Problem statement: Make a verbatim copy of all the records.

Material provided:
"""
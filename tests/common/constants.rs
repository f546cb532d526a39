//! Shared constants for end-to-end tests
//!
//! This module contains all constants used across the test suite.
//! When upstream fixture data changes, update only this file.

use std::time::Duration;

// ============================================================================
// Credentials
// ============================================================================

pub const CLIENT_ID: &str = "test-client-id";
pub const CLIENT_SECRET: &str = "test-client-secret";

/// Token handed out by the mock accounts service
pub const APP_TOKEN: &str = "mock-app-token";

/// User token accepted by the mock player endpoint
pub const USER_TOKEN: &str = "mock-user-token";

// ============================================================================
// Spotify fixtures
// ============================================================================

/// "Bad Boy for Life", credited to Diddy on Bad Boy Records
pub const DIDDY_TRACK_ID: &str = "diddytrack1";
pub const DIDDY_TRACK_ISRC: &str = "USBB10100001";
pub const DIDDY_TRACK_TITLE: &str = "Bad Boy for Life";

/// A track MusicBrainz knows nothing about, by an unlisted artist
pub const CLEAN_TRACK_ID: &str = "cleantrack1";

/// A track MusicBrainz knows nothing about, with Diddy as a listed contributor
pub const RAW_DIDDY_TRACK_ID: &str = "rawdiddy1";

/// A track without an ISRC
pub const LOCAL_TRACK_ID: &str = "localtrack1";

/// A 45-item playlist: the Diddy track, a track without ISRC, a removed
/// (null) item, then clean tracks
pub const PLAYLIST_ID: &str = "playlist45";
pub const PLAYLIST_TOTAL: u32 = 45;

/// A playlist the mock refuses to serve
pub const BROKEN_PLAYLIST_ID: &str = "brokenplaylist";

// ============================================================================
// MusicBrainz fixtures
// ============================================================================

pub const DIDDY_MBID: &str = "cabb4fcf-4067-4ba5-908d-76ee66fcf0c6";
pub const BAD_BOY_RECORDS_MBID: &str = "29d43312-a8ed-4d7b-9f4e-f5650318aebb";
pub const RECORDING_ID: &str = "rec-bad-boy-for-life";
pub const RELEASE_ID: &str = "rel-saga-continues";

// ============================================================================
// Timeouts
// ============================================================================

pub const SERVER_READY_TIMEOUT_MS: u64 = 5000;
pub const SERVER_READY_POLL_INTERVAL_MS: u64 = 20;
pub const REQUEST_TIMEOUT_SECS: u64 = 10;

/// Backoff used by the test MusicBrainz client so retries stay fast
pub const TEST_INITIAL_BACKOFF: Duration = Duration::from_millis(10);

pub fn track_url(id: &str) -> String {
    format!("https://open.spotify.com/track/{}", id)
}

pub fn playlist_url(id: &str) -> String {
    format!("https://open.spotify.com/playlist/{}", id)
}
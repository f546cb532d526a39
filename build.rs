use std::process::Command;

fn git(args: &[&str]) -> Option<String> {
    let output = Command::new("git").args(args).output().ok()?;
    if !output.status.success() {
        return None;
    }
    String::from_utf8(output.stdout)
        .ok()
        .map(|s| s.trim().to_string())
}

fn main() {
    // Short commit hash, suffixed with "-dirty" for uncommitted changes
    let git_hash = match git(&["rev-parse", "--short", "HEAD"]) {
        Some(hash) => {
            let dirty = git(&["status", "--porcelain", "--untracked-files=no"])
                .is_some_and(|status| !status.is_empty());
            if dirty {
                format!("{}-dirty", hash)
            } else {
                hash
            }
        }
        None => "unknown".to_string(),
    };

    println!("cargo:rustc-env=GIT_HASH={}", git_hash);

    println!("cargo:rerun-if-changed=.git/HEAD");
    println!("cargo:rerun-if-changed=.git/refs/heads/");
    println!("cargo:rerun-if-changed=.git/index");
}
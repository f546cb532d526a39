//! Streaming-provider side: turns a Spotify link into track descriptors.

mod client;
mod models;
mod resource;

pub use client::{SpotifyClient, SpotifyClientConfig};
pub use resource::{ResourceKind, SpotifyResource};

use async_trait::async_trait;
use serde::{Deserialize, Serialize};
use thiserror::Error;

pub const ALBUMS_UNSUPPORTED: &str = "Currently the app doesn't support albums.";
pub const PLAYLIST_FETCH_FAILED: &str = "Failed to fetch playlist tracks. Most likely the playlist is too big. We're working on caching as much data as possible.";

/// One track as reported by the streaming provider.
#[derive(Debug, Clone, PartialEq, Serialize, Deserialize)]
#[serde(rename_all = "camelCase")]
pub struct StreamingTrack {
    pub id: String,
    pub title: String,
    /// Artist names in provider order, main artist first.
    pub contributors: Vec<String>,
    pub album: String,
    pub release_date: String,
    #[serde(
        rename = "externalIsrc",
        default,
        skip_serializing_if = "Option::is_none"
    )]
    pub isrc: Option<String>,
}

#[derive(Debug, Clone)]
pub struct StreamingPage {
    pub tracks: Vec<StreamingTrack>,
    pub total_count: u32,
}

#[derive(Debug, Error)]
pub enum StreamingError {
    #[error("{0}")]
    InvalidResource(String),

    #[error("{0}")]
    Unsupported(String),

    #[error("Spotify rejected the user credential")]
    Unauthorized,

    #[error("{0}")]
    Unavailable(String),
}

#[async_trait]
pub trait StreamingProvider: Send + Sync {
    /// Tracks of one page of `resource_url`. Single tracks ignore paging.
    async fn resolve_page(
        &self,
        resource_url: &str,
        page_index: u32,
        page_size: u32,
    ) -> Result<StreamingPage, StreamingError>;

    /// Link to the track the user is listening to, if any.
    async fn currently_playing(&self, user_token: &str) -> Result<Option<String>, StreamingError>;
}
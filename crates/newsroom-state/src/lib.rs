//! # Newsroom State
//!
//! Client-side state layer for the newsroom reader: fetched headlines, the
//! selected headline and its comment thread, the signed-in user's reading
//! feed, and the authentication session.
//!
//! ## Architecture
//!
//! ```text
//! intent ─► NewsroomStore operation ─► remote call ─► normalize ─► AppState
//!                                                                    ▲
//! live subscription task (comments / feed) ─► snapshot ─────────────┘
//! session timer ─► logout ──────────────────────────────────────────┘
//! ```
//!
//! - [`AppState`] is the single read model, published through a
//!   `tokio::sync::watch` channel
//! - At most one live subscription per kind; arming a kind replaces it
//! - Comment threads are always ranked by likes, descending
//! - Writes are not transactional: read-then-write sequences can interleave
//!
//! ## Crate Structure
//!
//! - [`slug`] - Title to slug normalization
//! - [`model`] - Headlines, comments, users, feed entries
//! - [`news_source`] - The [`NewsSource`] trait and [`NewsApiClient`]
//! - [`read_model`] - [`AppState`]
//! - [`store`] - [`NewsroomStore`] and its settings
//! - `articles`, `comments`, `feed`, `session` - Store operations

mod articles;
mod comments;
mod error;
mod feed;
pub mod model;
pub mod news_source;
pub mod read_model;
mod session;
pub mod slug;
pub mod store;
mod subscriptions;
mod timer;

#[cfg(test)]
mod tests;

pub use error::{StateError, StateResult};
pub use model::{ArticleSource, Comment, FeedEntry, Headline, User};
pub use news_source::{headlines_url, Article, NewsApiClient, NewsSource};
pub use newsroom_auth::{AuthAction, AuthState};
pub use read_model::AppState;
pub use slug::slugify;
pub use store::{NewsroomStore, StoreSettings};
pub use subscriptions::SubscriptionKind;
"""
Final answer:
filename tests/common/constants.rs
repository f546cb532d526a39
//! Shared constants for end-to-end tests
//!
//! This module contains all constants used across the test suite.
//! When upstream fixture data changes, update only this file.

use std::time::Duration;

// ============================================================================
// Credentials
// ============================================================================

pub const CLIENT_ID: &str = "test-client-id";
pub const CLIENT_SECRET: &str = "test-client-secret";

/// Token handed out by the mock accounts service
pub const APP_TOKEN: &str = "mock-app-token";

/// User token accepted by the mock player endpoint
pub const USER_TOKEN: &str = "mock-user-token";

// ============================================================================
// Spotify fixtures
// ============================================================================

/// "Bad Boy for Life", credited to Diddy on Bad Boy Records
pub const DIDDY_TRACK_ID: &str = "diddytrack1";
pub const DIDDY_TRACK_ISRC: &str = "USBB10100001";
pub const DIDDY_TRACK_TITLE: &str = "Bad Boy for Life";

/// A track MusicBrainz knows nothing about, by an unlisted artist
pub const CLEAN_TRACK_ID: &str = "cleantrack1";

/// A track MusicBrainz knows nothing about, with Diddy as a listed contributor
pub const RAW_DIDDY_TRACK_ID: &str = "rawdiddy1";

/// A track without an ISRC
pub const LOCAL_TRACK_ID: &str = "localtrack1";

/// A 45-item playlist: the Diddy track, a track without ISRC, a removed
/// (null) item, then clean tracks
pub const PLAYLIST_ID: &str = "playlist45";
pub const PLAYLIST_TOTAL: u32 = 45;

/// A playlist the mock refuses to serve
pub const BROKEN_PLAYLIST_ID: &str = "brokenplaylist";

// ============================================================================
// MusicBrainz fixtures
// ============================================================================

pub const DIDDY_MBID: &str = "cabb4fcf-4067-4ba5-908d-76ee66fcf0c6";
pub const BAD_BOY_RECORDS_MBID: &str = "29d43312-a8ed-4d7b-9f4e-f5650318aebb";
pub const RECORDING_ID: &str = "rec-bad-boy-for-life";
pub const RELEASE_ID: &str = "rel-saga-continues";

// ============================================================================
// Timeouts
// ============================================================================

pub const SERVER_READY_TIMEOUT_MS: u64 = 5000;
pub const SERVER_READY_POLL_INTERVAL_MS: u64 = 20;
pub const REQUEST_TIMEOUT_SECS: u64 = 10;

/// Backoff used by the test MusicBrainz client so retries stay fast
pub const TEST_INITIAL_BACKOFF: Duration = Duration::from_millis(10);

pub fn track_url(id: &str) -> String {
    format!("https://open.spotify.com/track/{}", id)
}

pub fn playlist_url(id: &str) -> String {
    format!("https://open.spotify.com/playlist/{}", id)
}
repository f546cb532d526a39
filename build.rs
use std::process::Command;

fn git(args: &[&str]) -> Option<String> {
    let output = Command::new("git").args(args).output().ok()?;
    if !output.status.success() {
        return None;
    }
    String::from_utf8(output.stdout)
        .ok()
        .map(|s| s.trim().to_string())
}

fn main() {
    // Short commit hash, suffixed with "-dirty" for uncommitted changes
    let git_hash = match git(&["rev-parse", "--short", "HEAD"]) {
        Some(hash) => {
            let dirty = git(&["status", "--porcelain", "--untracked-files=no"])
                .is_some_and(|status| !status.is_empty());
            if dirty {
                format!("{}-dirty", hash)
            } else {
                hash
            }
        }
        None => "unknown".to_string(),
    };

    println!("cargo:rustc-env=GIT_HASH={}", git_hash);

    println!("cargo:rerun-if-changed=.git/HEAD");
    println!("cargo:rerun-if-changed=.git/refs/heads/");
    println!("cargo:rerun-if-changed=.git/index");
}
repository f546cb532d526a39
//! Streaming-provider side: turns a Spotify link into track descriptors.

mod client;
mod models;
mod resource;

pub use client::{SpotifyClient, SpotifyClientConfig};
pub use resource::{ResourceKind, SpotifyResource};

use async_trait::async_trait;
use serde::{Deserialize, Serialize};
use thiserror::Error;

pub const ALBUMS_UNSUPPORTED: &str = "Currently the app doesn't support albums.";
pub const PLAYLIST_FETCH_FAILED: &str = "Failed to fetch playlist tracks. Most likely the playlist is too big. We're working on caching as much data as possible.";

/// One track as reported by the streaming provider.
#[derive(Debug, Clone, PartialEq, Serialize, Deserialize)]
#[serde(rename_all = "camelCase")]
pub struct StreamingTrack {
    pub id: String,
    pub title: String,
    /// Artist names in provider order, main artist first.
    pub contributors: Vec<String>,
    pub album: String,
    pub release_date: String,
    #[serde(
        rename = "externalIsrc",
        default,
        skip_serializing_if = "Option::is_none"
    )]
    pub isrc: Option<String>,
}

#[derive(Debug, Clone)]
pub struct StreamingPage {
    pub tracks: Vec<StreamingTrack>,
    pub total_count: u32,
}

#[derive(Debug, Error)]
pub enum StreamingError {
    #[error("{0}")]
    InvalidResource(String),

    #[error("{0}")]
    Unsupported(String),

    #[error("Spotify rejected the user credential")]
    Unauthorized,

    #[error("{0}")]
    Unavailable(String),
}

#[async_trait]
pub trait StreamingProvider: Send + Sync {
    /// Tracks of one page of `resource_url`. Single tracks ignore paging.
    async fn resolve_page(
        &self,
        resource_url: &str,
        page_index: u32,
        page_size: u32,
    ) -> Result<StreamingPage, StreamingError>;

    /// Link to the track the user is listening to, if any.
    async fn currently_playing(&self, user_token: &str) -> Result<Option<String>, StreamingError>;
}
filename crates/newsroom-state/src/lib.rs
//! # Newsroom State
//!
//! Client-side state layer for the newsroom reader: fetched headlines, the
//! selected headline and its comment thread, the signed-in user's reading
//! feed, and the authentication session.
//!
//! ## Architecture
//!
//! ```text
//! intent ─► NewsroomStore operation ─► remote call ─► normalize ─► AppState
//!                                                                    ▲
//! live subscription task (comments / feed) ─► snapshot ─────────────┘
//! session timer ─► logout ──────────────────────────────────────────┘
//! ```
//!
//! - [`AppState`] is the single read model, published through a
//!   `tokio::sync::watch` channel
//! - At most one live subscription per kind; arming a kind replaces it
//! - Comment threads are always ranked by likes, descending
//! - Writes are not transactional: read-then-write sequences can interleave
//!
//! ## Crate Structure
//!
//! - [`slug`] - Title to slug normalization
//! - [`model`] - Headlines, comments, users, feed entries
//! - [`news_source`] - The [`NewsSource`] trait and [`NewsApiClient`]
//! - [`read_model`] - [`AppState`]
//! - [`store`] - [`NewsroomStore`] and its settings
//! - `articles`, `comments`, `feed`, `session` - Store operations

mod articles;
mod comments;
mod error;
mod feed;
pub mod model;
pub mod news_source;
pub mod read_model;
mod session;
pub mod slug;
pub mod store;
mod subscriptions;
mod timer;

#[cfg(test)]
mod tests;

pub use error::{StateError, StateResult};
pub use model::{ArticleSource, Comment, FeedEntry, Headline, User};
pub use news_source::{headlines_url, Article, NewsApiClient, NewsSource};
pub use newsroom_auth::{AuthAction, AuthState};
pub use read_model::AppState;
pub use slug::slugify;
pub use store::{NewsroomStore, StoreSettings};
pub use subscriptions::SubscriptionKind;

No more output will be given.